J’aime jeter, éliminer, faire de la place – et pourtant les livres m’envahissent. J’en possède plusieurs milliers et j’en ai lu plus encore en bibliothèque, pour mes études, à titre professionnel, ou prêtés par des amis, mon père ou mes frères. Je suis un gros lecteur, formé par une certaine solitude durant l’enfance mais aussi par la curiosité insatiable du monde et des êtres.

Je lis à peu près une centaine de livres par an, du pur divertissement en bandes dessinées aux traités de philosophie. Ces derniers, le crayon à la main pour dire l’écho qu’ils ont en moi sur ce blog.

Les livres passent, nombre restent. Certes, je donne ou je revends les romans que je ne lirai plus, les manuels vite obsolètes ou redondants. Mais quoi : il ne s’agit que d’une cinquantaine de livres par an alors qu’il en rentre toujours plus ! Résultat : c’est la crue. Le niveau monte, inexorablement, jusqu’à ce que mon attention s’émousse pour les nouveautés, jusqu’à ce que je possède une base suffisante de classiques et que l’informatique permette d’éviter les manuels. Mon espace est lentement envahi. Une fois multipliées les bibliothèques, le rangement se fait en double sur les rayonnages, une rangée derrière, une autre devant. Je classe parfois par taille pour gagner de la place, certains volumes empilés couchés pour gagner en hauteur. Et puis…

Arrive un moment où il faudrait changer d’appartement, acquérir une vaste pièce supplémentaire où les murs seraient tous garnis de livres jusqu’au plafond. Et puis encore… Je finis par me dire que je ne lirai jamais tout ce qui paraît, même pas tout ce qui m’intéresse, que je ne relirai pas l’intégralité de ce que j’accumule malgré mon désir, que les achats effectués représentent déjà plusieurs années de lecture à bon rythme. Comme toujours le monde est si vaste que l’on voudrait tout découvrir ; les êtres sont si beaux ou passionnants, malgré leurs défauts évidents, que l’on voudrait tous les connaître et peut-être les aimer s’ils en valent la peine ; on voudrait écouter toutes les musiques, voir tous les tableaux, visionner tous les films ! Mais une vie entière n’y suffirait pas et il faut bien choisir.

Il n’y a pas de critère sauf l’exigence personnelle. Chaque instant qui passe nous voit être le même et un peu différent. Lire, écouter ou regarder nous change parce que cette activité ne cesse de nous enrichir, de nous corriger, de faire surgir d’autres curiosités. Le livre que l’on aimait, on l’aime moins des années plus tard parce que nous avons mûri, vieilli, et que l’époque a changé. Un autre livre est venu et nous sommes plus sage. Notre bibliothèque est comme notre mémoire : sélective. Le tri doit se faire régulièrement, et il n’est jamais fini.

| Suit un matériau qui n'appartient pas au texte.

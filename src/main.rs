//! `lotwarden` binary: resolve configuration, bind, serve until Ctrl-C.

use std::path::PathBuf;
use std::process::ExitCode;

use anyhow::Context;
use clap::Parser;
use tracing::{error, info};

use lotwarden::builders::build_server;
use lotwarden::config::ServerConfig;
use lotwarden::core::AppResult;
use lotwarden::util::init_tracing;

/// Parking registry server
#[derive(Parser, Debug)]
#[command(name = "lotwarden", version, long_about = None)]
struct Args {
    /// Listening port
    #[arg(short, long)]
    port: Option<u16>,

    /// Number of parking slots
    #[arg(short, long)]
    capacity: Option<usize>,

    /// Hourly rate for small vehicles
    #[arg(long)]
    small_rate: Option<f64>,

    /// Hourly rate for large vehicles
    #[arg(long)]
    large_rate: Option<f64>,

    /// Snapshot file (empty string disables persistence)
    #[arg(long)]
    data_file: Option<String>,

    /// Directory served for non-API paths
    #[arg(long)]
    static_dir: Option<PathBuf>,

    /// Worker threads handling connections
    #[arg(short, long)]
    workers: Option<usize>,

    /// In-flight connections before new ones get 503
    #[arg(long)]
    max_connections: Option<usize>,

    /// JSON configuration file, used instead of LOTWARDEN_* variables
    #[arg(long)]
    config: Option<PathBuf>,
}

impl Args {
    fn apply(self, mut cfg: ServerConfig) -> ServerConfig {
        if let Some(port) = self.port {
            cfg.port = port;
        }
        if let Some(capacity) = self.capacity {
            cfg.capacity = capacity;
        }
        if let Some(rate) = self.small_rate {
            cfg.small_rate = rate;
        }
        if let Some(rate) = self.large_rate {
            cfg.large_rate = rate;
        }
        if let Some(path) = self.data_file {
            cfg.data_file = (!path.is_empty()).then(|| PathBuf::from(path));
        }
        if let Some(dir) = self.static_dir {
            cfg.static_dir = Some(dir);
        }
        if let Some(workers) = self.workers {
            cfg.worker_count = workers;
        }
        if let Some(max) = self.max_connections {
            cfg.max_connections = max;
        }
        cfg
    }
}

fn resolve_config(mut args: Args) -> AppResult<ServerConfig> {
    let base = match args.config.take() {
        Some(path) => {
            let text = std::fs::read_to_string(&path)
                .with_context(|| format!("reading {}", path.display()))?;
            ServerConfig::from_json_str(&text).map_err(anyhow::Error::msg)?
        }
        None => ServerConfig::from_env().map_err(anyhow::Error::msg)?,
    };
    let cfg = args.apply(base);
    cfg.validate().map_err(anyhow::Error::msg)?;
    Ok(cfg)
}

fn run(args: Args) -> AppResult<()> {
    let cfg = resolve_config(args).context("invalid configuration")?;
    let server = build_server(&cfg).context("server startup failed")?;

    let stop = server.stop_handle();
    ctrlc::set_handler(move || stop.stop()).context("installing Ctrl-C handler")?;

    info!(
        addr = %server.local_addr()?,
        capacity = cfg.capacity,
        small_rate = cfg.small_rate,
        large_rate = cfg.large_rate,
        "lotwarden ready"
    );
    server.run()?;
    Ok(())
}

fn main() -> ExitCode {
    init_tracing("info");
    match run(Args::parse()) {
        Ok(()) => ExitCode::SUCCESS,
        Err(e) => {
            error!(error = %format!("{e:#}"), "Fatal");
            eprintln!("lotwarden: {e:#}");
            ExitCode::FAILURE
        }
    }
}

#[cfg(test)]
mod tests {
    use super::*;

    #[test]
    fn test_cli_overrides_base_config() {
        let args = Args::parse_from([
            "lotwarden",
            "--port",
            "9000",
            "--capacity",
            "7",
            "--small-rate",
            "3.5",
            "--data-file",
            "",
        ]);
        let cfg = args.apply(ServerConfig::default());
        assert_eq!(cfg.port, 9000);
        assert_eq!(cfg.capacity, 7);
        assert!((cfg.small_rate - 3.5).abs() < f64::EPSILON);
        assert!((cfg.large_rate - 8.0).abs() < f64::EPSILON);
        assert_eq!(cfg.data_file, None);
    }

    #[test]
    fn test_config_file_then_cli() {
        let dir = tempfile::tempdir().unwrap();
        let path = dir.path().join("lot.json");
        std::fs::write(&path, r#"{"capacity": 3, "port": 7000}"#).unwrap();
        let args = Args::parse_from([
            "lotwarden",
            "--config",
            path.to_str().unwrap(),
            "--port",
            "7001",
        ]);
        let cfg = resolve_config(args).unwrap();
        assert_eq!(cfg.capacity, 3);
        assert_eq!(cfg.port, 7001);
    }

    #[test]
    fn test_invalid_cli_value_rejected() {
        let dir = tempfile::tempdir().unwrap();
        let path = dir.path().join("lot.json");
        std::fs::write(&path, r#"{"capacity": 3}"#).unwrap();
        let args = Args::parse_from([
            "lotwarden",
            "--config",
            path.to_str().unwrap(),
            "--capacity",
            "0",
        ]);
        let err = resolve_config(args).unwrap_err();
        assert!(err.to_string().contains("capacity"));
    }
}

Seuls les classiques et les livres en images restent immuables – quoique la reproduction puisse faire des progrès et que l’écran soit plus lumineux et plus interactif. Eux seuls défient le temps, comme les musées, car nous pouvons en faire chaque jour une lecture nouvelle et, labourant le même champ, engranger d’autres récoltes. Lisez pour vous et, par exemple, lisez pour un autre – un enfant, un malade, un vieillard – vous verrez que vous ne lirez pas tout à fait le même livre. Faites la même chose pour les peintures, voyez-les seul et avec un autre ; elles seront subtilement différentes. Relisez adulte les œuvres lues ado, vous ne percevrez pas la même œuvre de la même façon. Ce qui reste doit être ce qui vous importe ; quant à ce qui ne résiste pas au temps, débarrassez-vous en.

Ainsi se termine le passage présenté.